**TASK STATEMENT**
What lines below mention the word "SkillVocabulary"? Copy each one.

**THE RECORDS**
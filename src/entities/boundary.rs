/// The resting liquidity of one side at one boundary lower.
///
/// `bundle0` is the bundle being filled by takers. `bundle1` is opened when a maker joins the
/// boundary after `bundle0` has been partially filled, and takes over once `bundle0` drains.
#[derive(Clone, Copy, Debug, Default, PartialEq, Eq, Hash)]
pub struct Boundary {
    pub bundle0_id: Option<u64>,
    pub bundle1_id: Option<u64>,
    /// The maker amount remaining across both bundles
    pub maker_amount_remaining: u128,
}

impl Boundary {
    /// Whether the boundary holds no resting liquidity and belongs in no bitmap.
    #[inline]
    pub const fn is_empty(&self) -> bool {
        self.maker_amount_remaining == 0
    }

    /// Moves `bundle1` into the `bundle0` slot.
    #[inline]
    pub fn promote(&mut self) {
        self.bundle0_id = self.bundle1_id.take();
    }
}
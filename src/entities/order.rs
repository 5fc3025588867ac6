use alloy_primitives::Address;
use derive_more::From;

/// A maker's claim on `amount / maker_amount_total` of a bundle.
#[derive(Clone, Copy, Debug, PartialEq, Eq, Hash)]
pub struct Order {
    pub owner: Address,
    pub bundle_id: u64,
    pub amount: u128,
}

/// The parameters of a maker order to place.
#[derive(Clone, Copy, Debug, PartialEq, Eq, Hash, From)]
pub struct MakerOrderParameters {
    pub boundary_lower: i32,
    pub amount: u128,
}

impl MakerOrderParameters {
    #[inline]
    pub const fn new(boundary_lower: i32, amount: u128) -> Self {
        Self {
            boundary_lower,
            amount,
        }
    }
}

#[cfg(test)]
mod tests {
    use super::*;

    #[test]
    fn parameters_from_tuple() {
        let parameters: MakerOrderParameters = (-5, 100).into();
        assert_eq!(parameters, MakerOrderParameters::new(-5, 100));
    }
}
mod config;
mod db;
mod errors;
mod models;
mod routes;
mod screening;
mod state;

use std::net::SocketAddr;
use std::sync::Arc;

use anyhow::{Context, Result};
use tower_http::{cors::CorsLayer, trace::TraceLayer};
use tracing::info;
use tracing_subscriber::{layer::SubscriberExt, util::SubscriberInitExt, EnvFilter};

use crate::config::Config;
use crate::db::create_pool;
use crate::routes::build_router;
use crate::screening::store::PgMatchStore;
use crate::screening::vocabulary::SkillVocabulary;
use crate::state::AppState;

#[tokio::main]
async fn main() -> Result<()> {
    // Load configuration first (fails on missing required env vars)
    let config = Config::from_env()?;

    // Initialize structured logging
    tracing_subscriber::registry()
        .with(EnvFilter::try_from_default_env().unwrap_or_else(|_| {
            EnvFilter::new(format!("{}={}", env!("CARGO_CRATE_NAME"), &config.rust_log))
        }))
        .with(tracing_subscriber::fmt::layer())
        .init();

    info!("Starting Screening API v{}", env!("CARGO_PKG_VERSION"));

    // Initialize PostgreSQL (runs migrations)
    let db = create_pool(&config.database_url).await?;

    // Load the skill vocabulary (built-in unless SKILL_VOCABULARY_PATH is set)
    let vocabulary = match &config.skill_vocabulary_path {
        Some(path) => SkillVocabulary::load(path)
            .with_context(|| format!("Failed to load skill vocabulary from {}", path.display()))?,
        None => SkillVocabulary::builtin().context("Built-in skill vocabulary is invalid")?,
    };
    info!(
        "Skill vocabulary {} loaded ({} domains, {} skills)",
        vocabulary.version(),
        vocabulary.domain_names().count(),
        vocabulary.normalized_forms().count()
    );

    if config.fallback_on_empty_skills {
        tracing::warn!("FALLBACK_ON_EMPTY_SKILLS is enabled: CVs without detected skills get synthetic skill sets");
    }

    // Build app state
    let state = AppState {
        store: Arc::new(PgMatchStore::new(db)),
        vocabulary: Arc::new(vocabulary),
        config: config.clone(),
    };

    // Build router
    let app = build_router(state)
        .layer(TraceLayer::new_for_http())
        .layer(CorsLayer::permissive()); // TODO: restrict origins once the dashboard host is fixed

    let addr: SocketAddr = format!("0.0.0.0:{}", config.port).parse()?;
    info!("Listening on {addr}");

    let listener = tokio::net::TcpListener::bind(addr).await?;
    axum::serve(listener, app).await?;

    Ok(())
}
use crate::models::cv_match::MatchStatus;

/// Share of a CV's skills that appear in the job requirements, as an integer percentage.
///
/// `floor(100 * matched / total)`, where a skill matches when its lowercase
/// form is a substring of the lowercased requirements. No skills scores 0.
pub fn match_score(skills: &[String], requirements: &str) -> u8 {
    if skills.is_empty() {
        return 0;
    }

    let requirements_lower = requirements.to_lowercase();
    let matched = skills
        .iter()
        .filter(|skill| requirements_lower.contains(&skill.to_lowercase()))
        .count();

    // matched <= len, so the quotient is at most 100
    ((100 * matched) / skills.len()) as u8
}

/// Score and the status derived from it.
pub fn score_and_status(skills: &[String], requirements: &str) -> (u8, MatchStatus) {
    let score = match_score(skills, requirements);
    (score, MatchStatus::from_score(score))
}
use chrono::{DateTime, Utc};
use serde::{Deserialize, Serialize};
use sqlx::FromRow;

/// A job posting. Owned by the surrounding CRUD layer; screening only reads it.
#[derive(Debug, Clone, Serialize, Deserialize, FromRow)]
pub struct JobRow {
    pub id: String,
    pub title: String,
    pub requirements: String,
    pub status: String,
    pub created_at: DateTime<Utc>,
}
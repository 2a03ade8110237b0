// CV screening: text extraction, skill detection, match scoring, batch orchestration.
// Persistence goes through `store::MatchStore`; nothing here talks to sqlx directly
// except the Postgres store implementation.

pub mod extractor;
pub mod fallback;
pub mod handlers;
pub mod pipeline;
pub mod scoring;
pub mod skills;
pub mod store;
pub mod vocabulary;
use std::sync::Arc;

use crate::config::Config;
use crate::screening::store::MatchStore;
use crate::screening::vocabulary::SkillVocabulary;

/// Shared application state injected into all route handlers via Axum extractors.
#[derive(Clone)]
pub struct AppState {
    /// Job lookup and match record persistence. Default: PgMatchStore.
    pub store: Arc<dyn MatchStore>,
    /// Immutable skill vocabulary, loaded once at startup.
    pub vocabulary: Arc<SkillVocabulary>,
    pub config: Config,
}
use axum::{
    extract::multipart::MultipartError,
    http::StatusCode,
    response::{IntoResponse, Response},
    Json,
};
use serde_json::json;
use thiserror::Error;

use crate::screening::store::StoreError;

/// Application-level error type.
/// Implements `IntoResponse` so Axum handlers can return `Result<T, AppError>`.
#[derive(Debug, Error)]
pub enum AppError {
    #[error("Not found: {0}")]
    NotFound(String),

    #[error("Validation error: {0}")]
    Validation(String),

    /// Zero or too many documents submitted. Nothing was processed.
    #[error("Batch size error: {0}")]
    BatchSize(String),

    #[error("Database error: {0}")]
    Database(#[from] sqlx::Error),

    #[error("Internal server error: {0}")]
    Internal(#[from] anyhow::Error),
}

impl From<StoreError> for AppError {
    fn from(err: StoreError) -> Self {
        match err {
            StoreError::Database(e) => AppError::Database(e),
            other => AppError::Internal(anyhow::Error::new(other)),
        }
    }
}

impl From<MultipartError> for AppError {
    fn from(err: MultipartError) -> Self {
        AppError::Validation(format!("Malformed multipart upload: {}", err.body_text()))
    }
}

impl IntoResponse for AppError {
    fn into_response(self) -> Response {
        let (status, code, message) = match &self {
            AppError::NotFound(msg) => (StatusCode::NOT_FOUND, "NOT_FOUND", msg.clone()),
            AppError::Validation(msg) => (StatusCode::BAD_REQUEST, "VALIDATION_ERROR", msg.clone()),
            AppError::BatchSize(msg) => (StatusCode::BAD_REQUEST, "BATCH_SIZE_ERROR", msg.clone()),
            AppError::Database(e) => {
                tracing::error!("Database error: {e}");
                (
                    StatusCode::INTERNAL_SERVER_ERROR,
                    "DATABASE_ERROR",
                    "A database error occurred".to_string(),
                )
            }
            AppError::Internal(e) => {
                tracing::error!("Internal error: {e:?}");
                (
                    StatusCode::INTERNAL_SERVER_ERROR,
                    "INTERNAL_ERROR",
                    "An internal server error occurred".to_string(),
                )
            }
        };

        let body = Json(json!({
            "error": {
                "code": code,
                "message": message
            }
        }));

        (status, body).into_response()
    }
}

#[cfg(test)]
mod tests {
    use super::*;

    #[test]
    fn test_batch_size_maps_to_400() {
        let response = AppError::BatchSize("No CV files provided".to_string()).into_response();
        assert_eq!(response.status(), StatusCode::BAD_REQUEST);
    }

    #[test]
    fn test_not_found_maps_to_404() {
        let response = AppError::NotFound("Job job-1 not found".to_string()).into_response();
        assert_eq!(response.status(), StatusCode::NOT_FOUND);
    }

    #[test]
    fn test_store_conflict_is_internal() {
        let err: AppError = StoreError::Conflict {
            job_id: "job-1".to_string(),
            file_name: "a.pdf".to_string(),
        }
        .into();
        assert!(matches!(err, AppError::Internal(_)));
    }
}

**ANSWER BOX**
use crate::screening::vocabulary::SkillVocabulary;
        Some(path) => SkillVocabulary::load(path)
        None => SkillVocabulary::builtin().context("Built-in skill vocabulary is invalid")?,
use crate::screening::vocabulary::SkillVocabulary;
    pub vocabulary: Arc<SkillVocabulary>,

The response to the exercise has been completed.